Agenda and minutes

Health and Wellbeing Scrutiny Committee - Wednesday, 23rd October, 2013 7.00 pm

Venue: Committee Room 1, Civic Offices, Merrial Street, Newcastle-under-Lyme, Staffordshire, ST5 2AG. View directions

Contact: Louise Stevenson 

Items
No. Item

1.

Apologies

Minutes:

There were no apologies for absence received.

2.

Minutes of Previous Meeting pdf icon PDF 45 KB

The minutes of the meeting held on 28 August 2013 are attached for confirmation. 

Minutes:

RESOLVED:  The minutes of the previous meeting held on 28 August 2013 be agreed as a correct record with the addition of Cllr Mrs Simpson’s apologies. 

3.

Declarations of Interest

Minutes:

There were no declarations of interest received.

4.

Infant Mortality pdf icon PDF 57 KB

To provide an update on the statistical picture regarding infant mortality as it applies to the borough of Newcastle-under-Lyme. A previous briefing note was provided for the Committee in August 2013 and the paper builds on the information provided in that note.

 

Additional documents:

Minutes:

The Council’s Head of Business Improvement and Partnerships introduced a report on infant mortality. The documents illustrated that there was an issue with infant mortality in Newcastle, with Newcastle having the worse statistics in the country at one time, although these had improved slightly.

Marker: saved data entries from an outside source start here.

use std::env;
use std::fmt;
use std::net::{IpAddr, SocketAddr};
use std::path::PathBuf;

/// Distinguishes runtime behavior for different stages of the service.
#[derive(Debug, Clone, Copy, PartialEq, Eq)]
pub enum AppEnvironment {
    Development,
    Test,
    Production,
}

impl AppEnvironment {
    fn from_str(value: &str) -> Self {
        match value.trim().to_ascii_lowercase().as_str() {
            "prod" | "production" => Self::Production,
            "test" | "ci" => Self::Test,
            _ => Self::Development,
        }
    }
}

/// Top-level configuration for the application.
#[derive(Debug, Clone)]
pub struct AppConfig {
    pub environment: AppEnvironment,
    pub server: ServerConfig,
    pub telemetry: TelemetryConfig,
    pub store: StoreConfig,
    pub catalog: CatalogConfig,
}

impl AppConfig {
    pub fn load() -> Result<Self, ConfigError> {
        dotenvy::dotenv().ok();

        let environment = AppEnvironment::from_str(
            &env::var("APP_ENV").unwrap_or_else(|_| "development".to_string()),
        );

        let host = env::var("APP_HOST").unwrap_or_else(|_| "127.0.0.1".to_string());
        let port = env::var("APP_PORT")
            .unwrap_or_else(|_| "5000".to_string())
            .parse::<u16>()
            .map_err(|_| ConfigError::InvalidPort)?;

        let log_level = env::var("APP_LOG_LEVEL").unwrap_or_else(|_| "info".to_string());
        let log_format = match env::var("APP_LOG_FORMAT") {
            Ok(raw) => LogFormat::parse(&raw).ok_or(ConfigError::InvalidLogFormat(raw))?,
            Err(_) => LogFormat::Compact,
        };

        Ok(Self {
            environment,
            server: ServerConfig { host, port },
            telemetry: TelemetryConfig {
                log_level,
                log_format,
            },
            store: StoreConfig {
                snapshot_path: optional_path("APP_PROFILE_SNAPSHOT"),
            },
            catalog: CatalogConfig {
                path: optional_path("APP_COURSE_CATALOG"),
            },
        })
    }
}

fn optional_path(key: &str) -> Option<PathBuf> {
    env::var(key)
        .ok()
        .map(|value| value.trim().to_string())
        .filter(|value| !value.is_empty())
        .map(PathBuf::from)
}

/// Settings controlling the HTTP server binding.
#[derive(Debug, Clone)]
pub struct ServerConfig {
    pub host: String,
    pub port: u16,
}

impl ServerConfig {
    pub fn socket_addr(&self) -> Result<SocketAddr, ConfigError> {
        if self.host.eq_ignore_ascii_case("localhost") {
            return Ok(SocketAddr::new(IpAddr::from([127, 0, 0, 1]), self.port));
        }

        let ip: IpAddr = self
            .host
            .parse()
            .map_err(|source| ConfigError::InvalidHost { source })?;

        Ok(SocketAddr::new(ip, self.port))
    }
}

/// Tracing controls.
#[derive(Debug, Clone)]
pub struct TelemetryConfig {
    pub log_level: String,
    pub log_format: LogFormat,
}

#[derive(Debug, Clone, Copy, PartialEq, Eq)]
pub enum LogFormat {
    Compact,
    Json,
}

impl LogFormat {
    fn parse(value: &str) -> Option<Self> {
        match value.trim().to_ascii_lowercase().as_str() {
            "" | "compact" | "text" => Some(Self::Compact),
            "json" => Some(Self::Json),
            _ => None,
        }
    }
}

/// Where the profile store keeps its snapshot between runs. `None` keeps it in memory only.
#[derive(Debug, Clone, Default)]
pub struct StoreConfig {
    pub snapshot_path: Option<PathBuf>,
}

/// Course catalog source. `None` serves the built-in sample catalog.
#[derive(Debug, Clone, Default)]
pub struct CatalogConfig {
    pub path: Option<PathBuf>,
}

#[derive(Debug)]
pub enum ConfigError {
    InvalidPort,
    InvalidHost { source: std::net::AddrParseError },
    InvalidLogFormat(String),
}

impl fmt::Display for ConfigError {
    fn fmt(&self, f: &mut fmt::Formatter<'_>) -> fmt::Result {
        match self {
            ConfigError::InvalidPort => write!(f, "APP_PORT must be a valid u16"),
            ConfigError::InvalidHost { .. } => {
                write!(f, "APP_HOST must parse to an IPv4 or IPv6 address")
            }
            ConfigError::InvalidLogFormat(value) => {
                write!(f, "APP_LOG_FORMAT must be 'compact' or 'json' (found '{value}')")
            }
        }
    }
}

impl std::error::Error for ConfigError {
    fn source(&self) -> Option<&(dyn std::error::Error + 'static)> {
        match self {
            ConfigError::InvalidPort | ConfigError::InvalidLogFormat(_) => None,
            ConfigError::InvalidHost { source } => Some(source),
        }
    }
}
use crate::config::{LogFormat, TelemetryConfig};
use std::fmt;
use tracing_subscriber::filter::ParseError;
use tracing_subscriber::EnvFilter;

#[derive(Debug)]
pub enum TelemetryError {
    EnvFilter { value: String, source: ParseError },
    Subscriber(Box<dyn std::error::Error + Send + Sync>),
}

impl fmt::Display for TelemetryError {
    fn fmt(&self, f: &mut fmt::Formatter<'_>) -> fmt::Result {
        match self {
            TelemetryError::EnvFilter { value, .. } => {
                write!(
                    f,
                    "invalid log level/filter '{}': unable to build EnvFilter",
                    value
                )
            }
            TelemetryError::Subscriber(err) => write!(f, "telemetry error: {err}"),
        }
    }
}

impl std::error::Error for TelemetryError {
    fn source(&self) -> Option<&(dyn std::error::Error + 'static)> {
        match self {
            TelemetryError::EnvFilter { source, .. } => Some(source),
            TelemetryError::Subscriber(err) => Some(&**err),
        }
    }
}

/// Installs the global subscriber. `RUST_LOG` takes precedence over the configured level.
pub fn init(config: &TelemetryConfig) -> Result<(), TelemetryError> {
    let env_filter = build_filter(config)?;
    let builder = tracing_subscriber::fmt()
        .with_env_filter(env_filter)
        .with_target(false)
        .with_ansi(false);

    match config.log_format {
        LogFormat::Compact => builder.compact().try_init(),
        LogFormat::Json => builder.json().flatten_event(true).try_init(),
    }
    .map_err(TelemetryError::Subscriber)
}

fn build_filter(config: &TelemetryConfig) -> Result<EnvFilter, TelemetryError> {
    match EnvFilter::try_from_default_env() {
        Ok(filter) => Ok(filter),
        Err(_) => {
            EnvFilter::try_new(&config.log_level).map_err(|source| TelemetryError::EnvFilter {
                value: config.log_level.clone(),
                source,
            })
        }
    }
}
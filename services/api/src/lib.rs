mod cli;
mod demo;
mod infra;
mod routes;
mod server;

use learnwell::error::AppError;

pub async fn run() -> Result<(), AppError> {
    cli::run().await
}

The Head of Business Improvement and Partnerships considered the national statistics contained in the report in conjunction with the health profiles for Newcastle, in particular the 2012 health profile where Newcastle had 11 infant deaths, which was the same as the national statistics 30 years ago. The picture had improved slightly for the 2013 health profile, but there was still a problem. The report contained outcomes and questions to be addressed. The Head of Business Improvement and Partnerships advised the Committee that they may wish to request more input from health organisations as the current picture was quite limited. Public Health had confirmed that there would be a conference on infant mortality in the New Year. 

 

Members questioned whether the statistics were based on post codes, as knowing the postcodes would enable easy identification of whether there was a link to deprived areas. The statistics were for people living in Newcastle but it would be checked whether they were based upon postcodes, although it could be difficult to obtain information at this close level. Another Member questioned who the representatives were on the Commissioner’s Working Group and whether these could be ascertained. The Member was advised that the representatives changed on a regular basis.

 

RECOMMENDATION:         The questions contained in the report be forwarded to relevant organisations prior to the conference in the New Year, with any further Member questions to be included. When a response is received, a decision will be made regarding inviting organisations to a future Committee meeting.

5.

Alcohol Strategy pdf icon PDF 92 KB

Tony Bullock (Commissioner for Alcohol and Drugs – Public Health) and Trevor Smith (Community Safety Officer) will be present to answer Members Questions.  Topics for discussion will include:-

 

The way in which statistics for alcohol-related admissions are put together, further information on the educational projects being delivered in schools in relation to alcohol and the impact on the Major Trauma Unit at the hospital. 

 

Minutes:

Tony Bullock, Commissioning Lead for Alcohol and Drugs from Staffordshire County Council Public Health, was in attendance on behalf of the North Staffordshire Clinical Commissioning Group, to provide information on the statistics for alcohol-related admissions. There were two types of alcohol related hospital admissions: those completely caused by alcohol which accounted for a third of admissions and those partly caused by alcohol which accounted for two thirds of admissions. The Clinical Commissioning Group had invested around £500 million in redesigning treatment services. Alcohol and drugs had previously been treated separately, but were now been brought together as it was recognised they were linked. Tendering for new services relating to alcohol and drugs was currently underway, and there was confidence this would lead to a better set of services.

 

A Member asked whether the reasons for an individual beginning to drink were considered and addressed in the early stages of alcohol addiction. Previously there had been a 98% investment in treatment, but the strategy was moving to early intervention and prevention. There were numerous approaches, including education campaigns, and there was a widespread programme which included the use of regulatory powers. Young to old were affected by alcohol and there could be several generations of the same family with alcohol problems. The Strengthening Families programme was an example of a parenting skills programme. There would be long term work at a community level.

 

A Member considered that there were missed opportunities to address alcohol consumption with hospital patients. It was acknowledged that these opportunities had been missed previously, but for the past year there had been a team of dedicated nurses, the Alcohol Liaison Team, who trained hospital staff to identify alcohol related issues and provide advice. The team also saw patients. The ‘every contact counts’ initiative was also important and this was to be spread to primary care services and GP practices.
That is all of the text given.